• _WORK ITEM_: Among the records below, find each line that includes the string "label" and copy it.

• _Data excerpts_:
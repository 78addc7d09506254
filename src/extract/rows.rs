//! Groups a table's inline nodes into per-entry stubs.

use crate::error::{Error, Result};
use crate::readme::Inline;

use super::table::Table;

/// One table row under construction: the entry's link plus whatever
/// description text has been folded in so far.
#[derive(Debug, Clone, PartialEq, Eq)]
pub struct EntryStub {
    pub link: String,
    pub name: String,
    pub description: String,
}

/// A table whose rows have been grouped into stubs.
#[derive(Debug, Clone)]
pub struct GroupedTable {
    pub name: String,
    pub rows: Vec<EntryStub>,
}

/// Group a table's inlines into entry stubs.
///
/// The first inline is always the header text run and is skipped. After
/// that, every link opens a new stub and every text run is a continuation
/// of the most recently opened stub's description.
pub fn group_rows(table: &Table) -> Result<GroupedTable> {
    let mut rows: Vec<EntryStub> = Vec::new();
    for inline in table.rows.iter().skip(1) {
        match inline {
            Inline::Link { url, label } => rows.push(EntryStub {
                link: url.clone(),
                name: label.clone(),
                description: String::new(),
            }),
            Inline::Text(text) => {
                let Some(open) = rows.last_mut() else {
                    return Err(Error::Structure(format!(
                        "table \"{}\" has description text before its first entry link",
                        table.name
                    )));
                };
                open.description.push(' ');
                open.description.push_str(text);
            }
        }
    }
    Ok(GroupedTable {
        name: table.name.clone(),
        rows,
    })
}

#[cfg(test)]
mod tests {
    use super::*;

    fn link(url: &str, label: &str) -> Inline {
        Inline::Link {
            url: url.to_string(),
            label: label.to_string(),
        }
    }

    fn text(s: &str) -> Inline {
        Inline::Text(s.to_string())
    }

    fn table(name: &str, rows: Vec<Inline>) -> Table {
        Table {
            name: name.to_string(),
            rows,
        }
    }

    #[test]
    fn test_header_is_skipped_and_links_open_stubs() {
        let t = table(
            "Animals",
            vec![
                text("API | Description |\n|---|---|\n| "),
                link("http://x", "Cat API"),
                text(" | Some cats. | No | Yes | No |"),
            ],
        );
        let grouped = group_rows(&t).unwrap();
        assert_eq!(grouped.rows.len(), 1);
        assert_eq!(grouped.rows[0].name, "Cat API");
        assert_eq!(grouped.rows[0].link, "http://x");
        assert_eq!(grouped.rows[0].description, "  | Some cats. | No | Yes | No |");
    }

    #[test]
    fn test_continuation_text_accumulates_on_open_stub() {
        let t = table(
            "Animals",
            vec![
                text("header"),
                link("http://x", "Cat API"),
                text("first"),
                text("second"),
            ],
        );
        let grouped = group_rows(&t).unwrap();
        assert_eq!(grouped.rows[0].description, " first second");
    }

    #[test]
    fn test_text_before_first_link_is_structural_error() {
        let t = table("Animals", vec![text("header"), text("stray")]);
        let err = group_rows(&t).unwrap_err();
        assert!(err.to_string().contains("Animals"));
    }

    #[test]
    fn test_empty_table_yields_no_rows() {
        let t = table("Animals", vec![text("header only")]);
        let grouped = group_rows(&t).unwrap();
        assert!(grouped.rows.is_empty());
    }
}
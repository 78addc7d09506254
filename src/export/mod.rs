//! Output side of the pipeline: the fixed JSON template and file writing.

mod json;
mod write;

pub use json::format_json;
pub use write::{CATEGORIES_FILE, RESOURCES_FILE, load_readme, write_database};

• _SOLVED PROBLEM_:
            Inline::Link { url, label } => rows.push(EntryStub {
                name: label.clone(),
    fn link(url: &str, label: &str) -> Inline {
            label: label.to_string(),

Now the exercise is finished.